▸ **Exercise instructions**
Copy out each line of the entries below in which the string "LegExit" appears.

▸ **Data in this exercise**

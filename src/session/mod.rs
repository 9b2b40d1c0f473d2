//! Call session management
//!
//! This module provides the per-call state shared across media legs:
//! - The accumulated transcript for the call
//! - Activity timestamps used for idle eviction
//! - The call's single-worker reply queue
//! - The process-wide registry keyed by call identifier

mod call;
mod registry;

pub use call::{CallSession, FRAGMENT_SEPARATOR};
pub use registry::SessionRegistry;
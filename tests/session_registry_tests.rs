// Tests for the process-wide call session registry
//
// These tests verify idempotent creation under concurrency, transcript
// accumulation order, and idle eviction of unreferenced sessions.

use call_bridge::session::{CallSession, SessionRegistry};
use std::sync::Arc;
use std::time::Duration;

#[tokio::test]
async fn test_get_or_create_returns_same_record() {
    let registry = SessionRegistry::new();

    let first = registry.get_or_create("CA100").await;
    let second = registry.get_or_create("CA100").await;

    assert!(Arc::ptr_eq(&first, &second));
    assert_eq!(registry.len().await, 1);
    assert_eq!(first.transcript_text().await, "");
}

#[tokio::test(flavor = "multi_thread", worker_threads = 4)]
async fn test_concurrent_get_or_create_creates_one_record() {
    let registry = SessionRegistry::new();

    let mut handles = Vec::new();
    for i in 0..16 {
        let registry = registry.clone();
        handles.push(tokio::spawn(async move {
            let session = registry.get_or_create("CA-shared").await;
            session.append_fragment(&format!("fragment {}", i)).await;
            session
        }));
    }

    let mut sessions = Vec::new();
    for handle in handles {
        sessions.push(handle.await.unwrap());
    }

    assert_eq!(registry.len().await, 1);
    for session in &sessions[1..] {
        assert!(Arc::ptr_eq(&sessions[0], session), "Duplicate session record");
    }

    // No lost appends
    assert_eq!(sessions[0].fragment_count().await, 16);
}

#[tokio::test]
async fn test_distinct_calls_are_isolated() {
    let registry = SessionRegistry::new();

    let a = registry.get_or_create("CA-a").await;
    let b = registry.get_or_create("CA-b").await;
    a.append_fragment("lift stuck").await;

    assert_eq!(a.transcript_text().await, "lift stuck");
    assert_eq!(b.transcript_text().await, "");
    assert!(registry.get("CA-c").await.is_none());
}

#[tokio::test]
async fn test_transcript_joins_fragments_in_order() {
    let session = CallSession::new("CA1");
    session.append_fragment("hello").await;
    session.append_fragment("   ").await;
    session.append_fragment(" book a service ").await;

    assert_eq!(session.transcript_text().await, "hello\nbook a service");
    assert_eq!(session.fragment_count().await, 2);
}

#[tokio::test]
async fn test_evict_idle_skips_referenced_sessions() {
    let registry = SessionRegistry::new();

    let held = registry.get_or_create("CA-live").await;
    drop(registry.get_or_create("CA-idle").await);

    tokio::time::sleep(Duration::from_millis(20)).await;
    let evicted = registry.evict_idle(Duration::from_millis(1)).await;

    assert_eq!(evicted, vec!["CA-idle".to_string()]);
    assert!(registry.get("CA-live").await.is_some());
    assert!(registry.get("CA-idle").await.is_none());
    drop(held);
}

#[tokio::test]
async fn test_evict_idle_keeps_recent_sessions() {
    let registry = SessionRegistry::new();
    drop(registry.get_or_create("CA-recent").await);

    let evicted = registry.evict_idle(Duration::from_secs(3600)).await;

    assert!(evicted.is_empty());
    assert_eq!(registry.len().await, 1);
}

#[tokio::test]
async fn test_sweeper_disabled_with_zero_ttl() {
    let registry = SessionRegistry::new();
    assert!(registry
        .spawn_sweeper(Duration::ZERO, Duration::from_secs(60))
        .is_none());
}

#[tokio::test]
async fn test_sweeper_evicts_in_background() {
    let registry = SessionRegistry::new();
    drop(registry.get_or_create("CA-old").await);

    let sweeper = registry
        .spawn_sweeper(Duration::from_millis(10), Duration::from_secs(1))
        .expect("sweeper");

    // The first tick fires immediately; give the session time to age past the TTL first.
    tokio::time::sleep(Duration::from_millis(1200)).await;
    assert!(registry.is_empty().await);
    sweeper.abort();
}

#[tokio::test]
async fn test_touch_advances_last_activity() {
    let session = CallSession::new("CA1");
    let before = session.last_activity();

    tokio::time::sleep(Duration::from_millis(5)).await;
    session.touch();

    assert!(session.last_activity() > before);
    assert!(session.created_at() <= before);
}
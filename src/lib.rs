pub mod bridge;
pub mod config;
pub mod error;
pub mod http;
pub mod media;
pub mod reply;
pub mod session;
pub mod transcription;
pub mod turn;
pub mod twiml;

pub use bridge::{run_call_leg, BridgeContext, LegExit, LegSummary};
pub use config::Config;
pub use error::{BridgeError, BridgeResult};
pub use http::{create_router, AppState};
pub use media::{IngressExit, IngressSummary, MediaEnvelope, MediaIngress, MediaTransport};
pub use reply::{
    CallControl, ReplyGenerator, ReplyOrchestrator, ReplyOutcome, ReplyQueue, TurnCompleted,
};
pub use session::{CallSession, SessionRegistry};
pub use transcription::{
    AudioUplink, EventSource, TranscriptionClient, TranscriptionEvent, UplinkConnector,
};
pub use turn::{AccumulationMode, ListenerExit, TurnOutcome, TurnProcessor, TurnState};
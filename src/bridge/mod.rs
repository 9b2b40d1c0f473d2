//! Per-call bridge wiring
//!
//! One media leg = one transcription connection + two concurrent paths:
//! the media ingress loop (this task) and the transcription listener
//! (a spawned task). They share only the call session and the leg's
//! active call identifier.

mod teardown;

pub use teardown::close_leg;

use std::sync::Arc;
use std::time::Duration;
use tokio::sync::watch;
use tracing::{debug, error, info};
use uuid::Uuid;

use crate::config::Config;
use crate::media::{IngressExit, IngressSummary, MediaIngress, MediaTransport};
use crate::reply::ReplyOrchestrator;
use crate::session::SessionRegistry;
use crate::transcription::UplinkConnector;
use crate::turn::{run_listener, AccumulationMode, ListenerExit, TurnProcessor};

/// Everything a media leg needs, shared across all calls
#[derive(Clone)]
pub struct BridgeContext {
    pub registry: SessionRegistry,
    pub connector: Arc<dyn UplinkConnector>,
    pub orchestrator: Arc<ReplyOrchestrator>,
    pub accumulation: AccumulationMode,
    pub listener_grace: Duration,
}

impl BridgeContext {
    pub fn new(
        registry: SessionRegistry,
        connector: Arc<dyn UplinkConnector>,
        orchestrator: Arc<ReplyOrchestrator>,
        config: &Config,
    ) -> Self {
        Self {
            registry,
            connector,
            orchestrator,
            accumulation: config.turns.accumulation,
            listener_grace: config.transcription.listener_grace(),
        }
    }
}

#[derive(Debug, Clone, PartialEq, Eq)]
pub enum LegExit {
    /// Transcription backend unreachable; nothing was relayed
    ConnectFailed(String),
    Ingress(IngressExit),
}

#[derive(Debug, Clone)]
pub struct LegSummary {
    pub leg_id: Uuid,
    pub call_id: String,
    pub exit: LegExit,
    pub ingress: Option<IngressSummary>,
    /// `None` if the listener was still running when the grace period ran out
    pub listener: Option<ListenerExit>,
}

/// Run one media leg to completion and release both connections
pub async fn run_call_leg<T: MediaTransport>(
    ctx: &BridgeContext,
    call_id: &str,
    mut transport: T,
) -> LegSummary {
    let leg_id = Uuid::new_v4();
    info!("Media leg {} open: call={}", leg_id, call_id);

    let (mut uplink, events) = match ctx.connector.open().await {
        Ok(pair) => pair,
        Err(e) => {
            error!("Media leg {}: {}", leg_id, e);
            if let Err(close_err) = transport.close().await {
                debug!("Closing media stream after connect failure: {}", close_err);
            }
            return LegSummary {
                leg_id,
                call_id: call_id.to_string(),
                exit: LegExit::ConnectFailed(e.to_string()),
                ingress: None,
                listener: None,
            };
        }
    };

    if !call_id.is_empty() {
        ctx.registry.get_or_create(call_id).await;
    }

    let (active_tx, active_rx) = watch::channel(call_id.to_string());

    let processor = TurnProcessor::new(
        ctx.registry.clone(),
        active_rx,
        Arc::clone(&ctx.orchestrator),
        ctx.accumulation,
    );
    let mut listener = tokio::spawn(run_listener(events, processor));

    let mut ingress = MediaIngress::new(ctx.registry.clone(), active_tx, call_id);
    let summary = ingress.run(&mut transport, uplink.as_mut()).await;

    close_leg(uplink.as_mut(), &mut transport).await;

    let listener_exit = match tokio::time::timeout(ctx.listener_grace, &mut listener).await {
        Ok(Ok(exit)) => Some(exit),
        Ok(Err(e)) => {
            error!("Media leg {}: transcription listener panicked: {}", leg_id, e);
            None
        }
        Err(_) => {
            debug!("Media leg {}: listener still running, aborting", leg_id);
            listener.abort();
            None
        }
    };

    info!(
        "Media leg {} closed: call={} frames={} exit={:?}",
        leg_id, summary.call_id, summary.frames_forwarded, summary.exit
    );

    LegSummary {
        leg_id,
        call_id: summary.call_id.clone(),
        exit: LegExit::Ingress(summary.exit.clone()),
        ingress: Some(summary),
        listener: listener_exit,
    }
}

▸ **Solution for this problem**
pub use bridge::{run_call_leg, BridgeContext, LegExit, LegSummary};
pub enum LegExit {
    pub exit: LegExit,
                exit: LegExit::ConnectFailed(e.to_string()),
        exit: LegExit::Ingress(summary.exit.clone()),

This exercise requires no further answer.